** Opening AVAILABLE RECORDS block **
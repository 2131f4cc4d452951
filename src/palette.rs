//! Party colour allocation.
//!
//! Each table keeps its own party → colour map. A new colour is sampled
//! until its hue is at least `hue_min_separation_deg` (on the colour
//! wheel) from every hue already used at that table, giving up after
//! `hue_attempts` draws and taking an unconstrained hue instead.
//! Distinctness is best-effort only.

use std::fmt;

use crate::prng::Pcg32;
use crate::types::LayoutParams;

#[derive(Debug, Clone, Copy, PartialEq, Eq, Hash)]
pub struct PartyColor {
    pub hue: u16,
    pub saturation: u8,
    pub lightness: u8,
}

impl fmt::Display for PartyColor {
    fn fmt(&self, f: &mut fmt::Formatter<'_>) -> fmt::Result {
        write!(f, "hsl({},{}%,{}%)", self.hue, self.saturation, self.lightness)
    }
}

/// Circular distance between two hues in degrees.
pub fn hue_distance(a: u16, b: u16) -> u16 {
    let d = a.abs_diff(b) % 360;
    d.min(360 - d)
}

#[derive(Debug, Clone)]
pub struct Palette {
    rng: Pcg32,
    min_separation: u16,
    attempts: u32,
    saturation: u8,
    lightness: u8,
}

impl Palette {
    pub fn new(params: &LayoutParams) -> Self {
        Palette {
            rng: Pcg32::from_seed(params.seed),
            min_separation: params.hue_min_separation_deg,
            attempts: params.hue_attempts,
            saturation: params.saturation_pct,
            lightness: params.lightness_pct,
        }
    }

    fn random_hue(&mut self) -> u16 {
        self.rng.next_below(360) as u16
    }

    /// Pick a colour whose hue keeps its distance from `existing`.
    pub fn pick<'a, I>(&mut self, existing: I) -> PartyColor
    where
        I: IntoIterator<Item = &'a PartyColor>,
    {
        let used: Vec<u16> = existing.into_iter().map(|c| c.hue).collect();
        let mut chosen = None;
        for _ in 0..self.attempts {
            let h = self.random_hue();
            if used.iter().all(|&u| hue_distance(h, u) >= self.min_separation) {
                chosen = Some(h);
                break;
            }
        }
        let hue = match chosen {
            Some(h) => h,
            None => self.random_hue(),
        };
        PartyColor {
            hue,
            saturation: self.saturation,
            lightness: self.lightness,
        }
    }
}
** Closing AVAILABLE RECORDS block **
**EXERCISE OBJECTIVE**
Look above for every line with the word "used" and copy it.

**ANSWER BOX**
//! wheel) from every hue already used at that table, giving up after
        let used: Vec<u16> = existing.into_iter().map(|c| c.hue).collect();
            if used.iter().all(|&u| hue_distance(h, u) >= self.min_separation) {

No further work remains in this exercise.